刘全兴把烟灭了,站起来:“早点睡吧,明天去看看你爷爷,他惦记你呢。”
刘泓应了一声,看着父亲走进屋。月光照在院子里,照着那头新买的毛驴,照着门口挂的红灯笼。
家里真暖和。
第二天一早,刘泓去看爷爷。
刘老爷子和路氏住在老宅的正房,院子收拾得干干净净。门口的石板路是新铺的,两边的土墙也重新抹过了。
刘泓推开院门,看见刘老爷子正坐在堂屋门口晒太阳。他穿着一件新棉袄,腿上搭着一条薄毯,手里端着一个茶壶,眯着眼睛,看起来很悠闲。
“爷爷。”刘泓叫了一声。
刘老爷子睁开眼睛,看见是他,愣了一下,然后笑了。那笑容从嘴角慢慢扩展开来,眼角的皱纹都挤在一起。

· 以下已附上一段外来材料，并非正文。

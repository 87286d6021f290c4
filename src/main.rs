use std::process::ExitCode;

fn main() -> ExitCode {
    match logistic_curves::app::run() {
        Ok(()) => ExitCode::SUCCESS,
        Err(err) => {
            eprintln!("{err}");
            ExitCode::from(err.exit_code())
        }
    }
}
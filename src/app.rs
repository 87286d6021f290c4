//! Top-level application orchestration.
//!
//! `src/main.rs` is intentionally tiny; this module is the "real main" that:
//! - parses CLI arguments
//! - resolves configuration (defaults, environment, flags)
//! - installs logging
//! - dispatches to the TUI or to the one-shot commands

use std::path::Path;

use clap::Parser;
use tracing::info;

use crate::cli::{Command, CurveArgs, EvalArgs, ExportArgs, ExportFormat, PlotArgs};
use crate::config::Config;
use crate::error::AppError;
use crate::models::logistic;

pub mod controller;

pub use controller::{ControllerState, DisplayController};

/// Entry point for the `logistic` binary.
pub fn run() -> Result<(), AppError> {
    // We want `logistic` and `logistic -k 5` to behave like `logistic tui ...`.
    //
    // Clap requires a subcommand name, so we do a small, explicit rewrite of the
    // argv list before parsing.
    let argv = rewrite_args(std::env::args().collect());
    let cli = crate::cli::Cli::parse_from(argv);

    match cli.command {
        Command::Tui(args) => handle_tui(args),
        Command::Eval(args) => handle_eval(args),
        Command::Plot(args) => handle_plot(args),
        Command::Export(args) => handle_export(args),
    }
}

fn resolve_config(args: &CurveArgs) -> Result<Config, AppError> {
    Ok(Config::from_env()?.with_args(args))
}

fn handle_tui(args: CurveArgs) -> Result<(), AppError> {
    let config = resolve_config(&args)?;
    crate::logging::init_file(&config.log_file)?;
    info!(params = %config.params, "starting tui");
    let result = crate::tui::run(&config);
    info!("tui closed");
    result
}

fn handle_eval(args: EvalArgs) -> Result<(), AppError> {
    crate::logging::init_stderr();
    let config = resolve_config(&args.curve)?;

    let xs = if args.xs.is_empty() {
        config.domain()?.xs().to_vec()
    } else {
        args.xs
    };
    let ys = logistic(&xs, &config.params)?;

    print!("{}", crate::report::format_eval_table(&config.params, &xs, &ys));
    Ok(())
}

fn handle_plot(args: PlotArgs) -> Result<(), AppError> {
    crate::logging::init_stderr();

    let plot = match &args.curve_file {
        Some(path) => {
            let curve = crate::io::read_curve_json(path)?;
            crate::plot::render_ascii_plot_from_curve_file(&curve, args.width, args.height)
        }
        None => {
            let config = resolve_config(&args.curve)?;
            let controller = DisplayController::new(config.domain()?, config.params)?;
            crate::plot::render_ascii_plot(&controller.series(), args.width, args.height)
        }
    };

    println!("{plot}");
    Ok(())
}

fn handle_export(args: ExportArgs) -> Result<(), AppError> {
    crate::logging::init_stderr();
    let config = resolve_config(&args.curve)?;
    let controller = DisplayController::new(config.domain()?, config.params)?;
    export_series(&controller, &args.out, args.format)
}

/// Write the controller's published series in `format`.
pub fn export_series(controller: &DisplayController, path: &Path, format: ExportFormat) -> Result<(), AppError> {
    let series = controller.series();
    match format {
        ExportFormat::Json => crate::io::write_curve_json(path, &series, controller.domain()),
        ExportFormat::Csv => crate::io::write_series_csv(path, &series),
    }
}

/// Rewrite argv so `logistic` defaults to `logistic tui`.
///
/// Rules:
/// - `logistic`                      -> `logistic tui`
/// - `logistic -k 5 ...`             -> `logistic tui -k 5 ...`
/// - `logistic --help/--version/-h`  -> unchanged (show top-level help/version)
fn rewrite_args(mut argv: Vec<String>) -> Vec<String> {
    let Some(arg1) = argv.get(1).cloned() else {
        argv.push("tui".to_string());
        return argv;
    };

    let is_top_level_help_or_version = matches!(
        arg1.as_str(),
        "-h" | "--help" | "-V" | "--version" | "help"
    );
    if is_top_level_help_or_version {
        return argv;
    }

    let is_subcommand = matches!(arg1.as_str(), "tui" | "eval" | "plot" | "export");
    if is_subcommand {
        return argv;
    }

    // If the first token is a flag, treat it as "tui flags".
    if arg1.starts_with('-') {
        argv.insert(1, "tui".to_string());
        return argv;
    }

    argv
}

#[cfg(test)]
mod tests {
    use super::*;

    fn argv(args: &[&str]) -> Vec<String> {
        args.iter().map(|s| s.to_string()).collect()
    }

    #[test]
    fn bare_invocation_launches_tui() {
        assert_eq!(rewrite_args(argv(&["logistic"])), argv(&["logistic", "tui"]));
    }

    #[test]
    fn leading_flags_are_tui_flags() {
        assert_eq!(
            rewrite_args(argv(&["logistic", "-k", "5"])),
            argv(&["logistic", "tui", "-k", "5"])
        );
    }

    #[test]
    fn subcommands_and_help_pass_through() {
        assert_eq!(rewrite_args(argv(&["logistic", "eval"])), argv(&["logistic", "eval"]));
        assert_eq!(rewrite_args(argv(&["logistic", "-V"])), argv(&["logistic", "-V"]));
    }

    #[test]
    fn export_series_writes_requested_format() {
        let controller = DisplayController::new(
            crate::domain::SampleDomain::new(-2.0, 2.0, 5).unwrap(),
            crate::domain::Params::default(),
        )
        .unwrap();
        let dir = tempfile::tempdir().unwrap();

        let csv = dir.path().join("s.csv");
        export_series(&controller, &csv, ExportFormat::Csv).unwrap();
        assert_eq!(std::fs::read_to_string(&csv).unwrap().lines().count(), 6);

        let json = dir.path().join("s.json");
        export_series(&controller, &json, ExportFormat::Json).unwrap();
        let back = crate::io::read_curve_json(&json).unwrap();
        assert_eq!(back.series.x, controller.series().x);
    }
}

“回来了?”他的声音比以前洪亮了不少,“快进来快进来!”
刘泓走过去,在他旁边坐下。仔细看爷爷,脸色红润了不少,以前那种灰败的气色不见了,眼睛也有神了。腰板挺得直直的,不像以前那样佝偻着。
“爷爷,您气色真好。”刘泓说。
刘老爷子嘿嘿笑了:“你寄回来的那二十两银子,我给你娘了,让她给你攒着。我用不着钱,有吃有喝就行。”
刘泓说:“那是我孝敬您的,您留着花。”
“花什么花?”刘老爷子摆摆手,“我一个老头子,又不买衣裳又不买吃的,要钱干什么?你留着,以后考进士要用钱。”
刘泓没再说什么,从怀里掏出一个小布包,递过去。
“爷爷,给您带了点东西。”
刘老爷子接过来,打开一看,是一包烟叶。金黄色的烟叶,切成细细的丝,闻起来有一股醇厚的香味。
“这是……”
“府城最好的烟叶铺子买的,一两银子一两。”刘泓说,“您尝尝,看看合不合口味。”
刘老爷子捧着那包烟叶,手都在抖。他抽了一辈子旱烟,从来没抽过这么好的。
“这……这得花多少钱啊?”他嘴上这么说,但眼睛亮得很。
“不贵,您喜欢就行。”
刘老爷子小心翼翼地捏了一小撮,放进烟锅里,点上火,吸了一口。
烟雾在嘴里转了一圈,他眯起眼睛,慢慢吐出来。
“好!”他重重地拍了一下扶手,“好烟!比我在镇上买的好十倍!”
刘泓笑了:“喜欢就好,下回我再给您带。”
刘老爷子又吸了一口,满脸陶醉。他抽了一辈子烟,从来没抽过这么好的。以前抽的都是镇上最便宜的烟叶子,又苦又呛。现在这个,醇厚绵软,回味里还有一丝甜。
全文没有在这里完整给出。